Morton’s neuroma, or interdigital neuroma, is a common foot injury that often leads to stopping sport. Nerve compression involving adjacent toe heads and ligaments may be the cause. The condition typically causes initial symptoms of dull cramping or burning pain and more persistent sharp pain with nerve deterioration. Depending on injury severity, treatment is either conservative or surgical.
Morton’s neuroma is a benign, lesion of a common digital nerve. It affects females more frequently than males and is seen among patients of a wide range of ages. Typically it occurs at either the second or third intermetatarsal space, but it may also occur at other intermetatarsal spaces.
Various factors have been implicated in the onset of Morton’s neuroma, but Compression of digital nerves by the metatarsal or toe heads and the transverse intermetatarsal ligament appears to be a major cause.
Symptoms of Morton’s neuroma are localized to the forefoot and toes. The condition may initially present as a dull ache or cramping sensation, with associated numbness. Tingling or burning radiating to the toes along with intermittent symptoms of sharp, shooting pain are reported with neuroma formation. Progression results in increased intensity and duration of symptoms, possibly spreading further. In chronic cases, patients may describe sensations of a hardened mass within the foot at the site of discomfort. Bending the toes may cause pain during walking or during forefoot weight-bearing activity, such as sprinting, jumping, squatting, or repeated hopping. Narrow-fitting footwear usually induces symptoms; relief is often reported with shoe removal or massage of the foot.
Clinically, examination reveals a palpable mass and usually reproduces pain that may radiate to the toes or along the course of the affected nerve. You may feel relative numbness at the web space supplied by the injured nerve.
Ultrasound imaging has been shown to accurately portray the location and magnitude of Morton’s neuroma.
A range of conditions may mimic Morton’s neuroma, including metatarsal stress fracture, metatarsophalangeal joint synovitis, intermetatarsal bursitis, extensor tendon tenosynovitis, tumour, and nerve injury more proximally. Metatarsal stress fracture will present with bony tenderness and pain upon palpation of the metatarsal shaft, rather than the common digital nerve. Metatarsophalangeal joint synovitis will often prove painful during active or passive joint motion.

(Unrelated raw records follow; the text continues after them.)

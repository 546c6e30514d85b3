use axum::{extract::State, http::HeaderMap, Json};
use service_core::error::AppError;

use super::client_ip;
use crate::dtos::auth::{ChangePasswordRequest, MeResponse, UpdateProfileRequest};
use crate::dtos::{non_blank, ErrorResponse, MessageResponse};
use crate::middleware::AuthUser;
use crate::models::{SanitizedUser, UpdateProfile};
use crate::utils::{Password, ValidatedJson};
use crate::AppState;

/// Current user and company
#[utoipa::path(
    get,
    path = "/me",
    responses(
        (status = 200, description = "Current user", body = MeResponse),
        (status = 401, description = "Not authenticated", body = ErrorResponse)
    ),
    security(("bearer_auth" = [])),
    tag = "User"
)]
pub async fn get_me(State(state): State<AppState>, AuthUser(claims): AuthUser) -> Result<Json<MeResponse>, AppError> {
    let user_id = claims.user_id().map_err(AppError::Unauthorized)?;
    let (user, company) = state.accounts.me(user_id).await?;
    Ok(Json(MeResponse { user, company }))
}

/// Update name and phone
#[utoipa::path(
    put,
    path = "/me",
    request_body = UpdateProfileRequest,
    responses(
        (status = 200, description = "Profile updated", body = SanitizedUser),
        (status = 422, description = "Validation error", body = ErrorResponse)
    ),
    security(("bearer_auth" = [])),
    tag = "User"
)]
pub async fn update_me(
    State(state): State<AppState>,
    AuthUser(claims): AuthUser,
    ValidatedJson(req): ValidatedJson<UpdateProfileRequest>,
) -> Result<Json<SanitizedUser>, AppError> {
    let user_id = claims.user_id().map_err(AppError::Unauthorized)?;
    let input = UpdateProfile {
        first_name: non_blank(req.first_name),
        last_name: non_blank(req.last_name),
        phone: req.phone,
    };
    Ok(Json(state.accounts.update_profile(user_id, &input).await?))
}

/// Change password, confirming the current one
#[utoipa::path(
    post,
    path = "/me/password",
    request_body = ChangePasswordRequest,
    responses(
        (status = 200, description = "Password changed", body = MessageResponse),
        (status = 400, description = "Current password is incorrect", body = ErrorResponse)
    ),
    security(("bearer_auth" = [])),
    tag = "User"
)]
pub async fn change_password(
    State(state): State<AppState>,
    AuthUser(claims): AuthUser,
    headers: HeaderMap,
    ValidatedJson(req): ValidatedJson<ChangePasswordRequest>,
) -> Result<Json<MessageResponse>, AppError> {
    let user_id = claims.user_id().map_err(AppError::Unauthorized)?;
    state
        .accounts
        .change_password(
            user_id,
            &Password::new(req.current_password),
            &Password::new(req.new_password),
            client_ip(&headers),
        )
        .await?;
    Ok(Json(MessageResponse::new("Password changed")))
}
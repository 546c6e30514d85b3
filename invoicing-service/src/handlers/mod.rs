pub mod activity;
pub mod auth;
pub mod billing;
pub mod clients;
pub mod company;
pub mod dashboard;
pub mod health;
pub mod invoices;
pub mod me;
pub mod products;
pub mod reports;

use axum::http::{header, HeaderMap};
use service_core::middleware::tracing::client_ip_from_headers;

/// Client address for audit entries, taken from `x-forwarded-for`.
pub(crate) fn client_ip(headers: &HeaderMap) -> Option<String> {
    client_ip_from_headers(headers)
}

/// Headers for a file download.
pub(crate) fn attachment(content_type: &'static str, filename: &str) -> [(header::HeaderName, String); 2] {
    [
        (header::CONTENT_TYPE, content_type.to_string()),
        (
            header::CONTENT_DISPOSITION,
            format!("attachment; filename=\"{}\"", filename),
        ),
    ]
}
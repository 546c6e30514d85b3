use axum::{extract::State, Json};
use service_core::error::AppError;
use tracing::info;

use crate::domain::SubscriptionPlan;
use crate::dtos::company::{PlanResponse, SubscriptionResponse, UpdateSubscriptionRequest};
use crate::dtos::ErrorResponse;
use crate::middleware::CurrentActor;
use crate::services::activity;
use crate::AppState;

/// Available subscription plans and their limits
#[utoipa::path(
    get,
    path = "/billing/plans",
    responses((status = 200, description = "Plans", body = Vec<PlanResponse>)),
    tag = "Billing"
)]
pub async fn list_plans() -> Json<Vec<PlanResponse>> {
    Json(SubscriptionPlan::ALL.into_iter().map(PlanResponse::from).collect())
}

/// Current plan with usage against its limits
#[utoipa::path(
    get,
    path = "/billing/subscription",
    responses(
        (status = 200, description = "Subscription", body = SubscriptionResponse),
        (status = 401, description = "Not authenticated", body = ErrorResponse)
    ),
    security(("bearer_auth" = [])),
    tag = "Billing"
)]
pub async fn get_subscription(
    State(state): State<AppState>,
    CurrentActor(actor): CurrentActor,
) -> Result<Json<SubscriptionResponse>, AppError> {
    let usage = state.entitlements.usage(&actor.company).await?;
    Ok(Json(SubscriptionResponse {
        plan: actor.company.plan().into(),
        usage,
    }))
}

/// Switch plan. Payment collection happens outside this service.
#[utoipa::path(
    put,
    path = "/billing/subscription",
    request_body = UpdateSubscriptionRequest,
    responses(
        (status = 200, description = "Plan changed", body = SubscriptionResponse),
        (status = 422, description = "Unknown plan")
    ),
    security(("bearer_auth" = [])),
    tag = "Billing"
)]
pub async fn update_subscription(
    State(state): State<AppState>,
    CurrentActor(actor): CurrentActor,
    Json(req): Json<UpdateSubscriptionRequest>,
) -> Result<Json<SubscriptionResponse>, AppError> {
    let previous = actor.company.plan();
    let company = state
        .store
        .set_subscription_plan(actor.company_id(), req.plan)
        .await?
        .ok_or_else(|| AppError::NotFound(anyhow::anyhow!("Company not found")))?;

    info!(company_id = %company.company_id, from = ?previous, to = ?req.plan, "Subscription plan changed");
    activity::record(
        state.store.as_ref(),
        actor
            .activity("subscription_change")
            .entity("company", company.company_id)
            .details(format!("{} -> {}", previous.as_str(), req.plan.as_str())),
    )
    .await;

    let usage = state.entitlements.usage(&company).await?;
    Ok(Json(SubscriptionResponse {
        plan: company.plan().into(),
        usage,
    }))
}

If Morton’s neuroma is detected early, conservative measures may be reasonably successful. Ice application may provide relief after sporting activity or may enable an athlete to complete the event if the ice is applied during a break in play. A pad or dome positioned over the heads of the central three toe heads may reduce symptoms.
Wearing good quality training shoes that offer suitable motion control and using foot orthotics may serve as ongoing methods treatment and prevention.
Your Osteopath will use specific techniques to help reduce inflammation and promote healing.